**Goal of the exercise**
Reproduce each line of the entries that carries "Option".

**Available data**
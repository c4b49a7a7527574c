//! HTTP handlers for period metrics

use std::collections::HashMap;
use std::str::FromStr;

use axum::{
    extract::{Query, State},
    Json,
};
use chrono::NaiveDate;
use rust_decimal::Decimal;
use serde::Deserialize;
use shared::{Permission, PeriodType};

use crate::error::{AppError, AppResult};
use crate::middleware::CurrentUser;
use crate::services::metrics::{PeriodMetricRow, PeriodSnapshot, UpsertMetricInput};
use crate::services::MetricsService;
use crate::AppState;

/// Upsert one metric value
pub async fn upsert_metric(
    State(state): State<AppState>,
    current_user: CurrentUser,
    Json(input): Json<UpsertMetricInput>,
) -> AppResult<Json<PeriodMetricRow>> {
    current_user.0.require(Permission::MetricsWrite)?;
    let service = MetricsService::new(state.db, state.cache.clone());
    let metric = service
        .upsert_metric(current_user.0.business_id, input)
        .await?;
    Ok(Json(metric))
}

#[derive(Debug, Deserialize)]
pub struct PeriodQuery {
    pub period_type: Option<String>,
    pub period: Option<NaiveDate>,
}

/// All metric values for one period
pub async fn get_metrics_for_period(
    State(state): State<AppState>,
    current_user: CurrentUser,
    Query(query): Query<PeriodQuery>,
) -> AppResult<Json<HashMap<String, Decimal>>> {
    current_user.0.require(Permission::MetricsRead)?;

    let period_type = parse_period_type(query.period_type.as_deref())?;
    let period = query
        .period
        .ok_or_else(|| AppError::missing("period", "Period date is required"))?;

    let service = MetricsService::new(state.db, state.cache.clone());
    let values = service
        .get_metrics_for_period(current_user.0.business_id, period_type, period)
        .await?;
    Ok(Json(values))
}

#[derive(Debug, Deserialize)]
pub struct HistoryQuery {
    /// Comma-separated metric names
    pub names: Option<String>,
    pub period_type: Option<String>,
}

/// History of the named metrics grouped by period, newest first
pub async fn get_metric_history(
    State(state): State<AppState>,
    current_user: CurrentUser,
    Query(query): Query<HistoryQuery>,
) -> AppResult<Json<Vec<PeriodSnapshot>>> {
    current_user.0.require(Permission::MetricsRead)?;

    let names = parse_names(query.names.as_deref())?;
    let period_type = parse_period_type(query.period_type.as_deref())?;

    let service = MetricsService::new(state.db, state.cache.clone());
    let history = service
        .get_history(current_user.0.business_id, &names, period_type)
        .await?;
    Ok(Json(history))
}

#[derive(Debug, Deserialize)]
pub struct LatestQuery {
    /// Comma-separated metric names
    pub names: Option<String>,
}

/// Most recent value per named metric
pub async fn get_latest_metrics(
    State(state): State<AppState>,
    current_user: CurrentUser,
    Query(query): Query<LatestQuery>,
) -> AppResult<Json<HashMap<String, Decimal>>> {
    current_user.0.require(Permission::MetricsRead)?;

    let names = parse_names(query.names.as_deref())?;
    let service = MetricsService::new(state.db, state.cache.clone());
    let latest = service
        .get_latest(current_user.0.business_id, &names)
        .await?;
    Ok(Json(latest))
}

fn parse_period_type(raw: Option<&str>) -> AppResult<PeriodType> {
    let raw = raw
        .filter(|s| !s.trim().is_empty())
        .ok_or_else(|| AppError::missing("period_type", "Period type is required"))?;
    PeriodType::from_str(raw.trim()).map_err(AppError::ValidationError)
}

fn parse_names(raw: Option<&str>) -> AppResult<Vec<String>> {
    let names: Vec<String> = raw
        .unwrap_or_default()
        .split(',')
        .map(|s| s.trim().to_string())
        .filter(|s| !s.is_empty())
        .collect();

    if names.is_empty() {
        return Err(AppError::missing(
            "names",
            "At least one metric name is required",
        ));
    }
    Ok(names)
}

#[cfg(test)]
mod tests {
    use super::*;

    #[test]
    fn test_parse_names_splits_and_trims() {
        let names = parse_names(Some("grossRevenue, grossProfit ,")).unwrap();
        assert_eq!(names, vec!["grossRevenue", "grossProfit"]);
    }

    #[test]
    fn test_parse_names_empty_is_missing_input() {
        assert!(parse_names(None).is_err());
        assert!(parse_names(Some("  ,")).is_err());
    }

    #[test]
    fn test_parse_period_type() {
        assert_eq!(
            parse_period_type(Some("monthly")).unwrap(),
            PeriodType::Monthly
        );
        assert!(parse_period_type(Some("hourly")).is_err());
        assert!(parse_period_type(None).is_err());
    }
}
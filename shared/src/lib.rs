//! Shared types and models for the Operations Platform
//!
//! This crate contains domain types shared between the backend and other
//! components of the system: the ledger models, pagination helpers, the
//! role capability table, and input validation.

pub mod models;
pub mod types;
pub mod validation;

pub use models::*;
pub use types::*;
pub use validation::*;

**Response below**
    pub period_type: Option<String>,
    pub period: Option<NaiveDate>,
    pub names: Option<String>,
    pub period_type: Option<String>,
    pub names: Option<String>,
fn parse_period_type(raw: Option<&str>) -> AppResult<PeriodType> {
fn parse_names(raw: Option<&str>) -> AppResult<Vec<String>> {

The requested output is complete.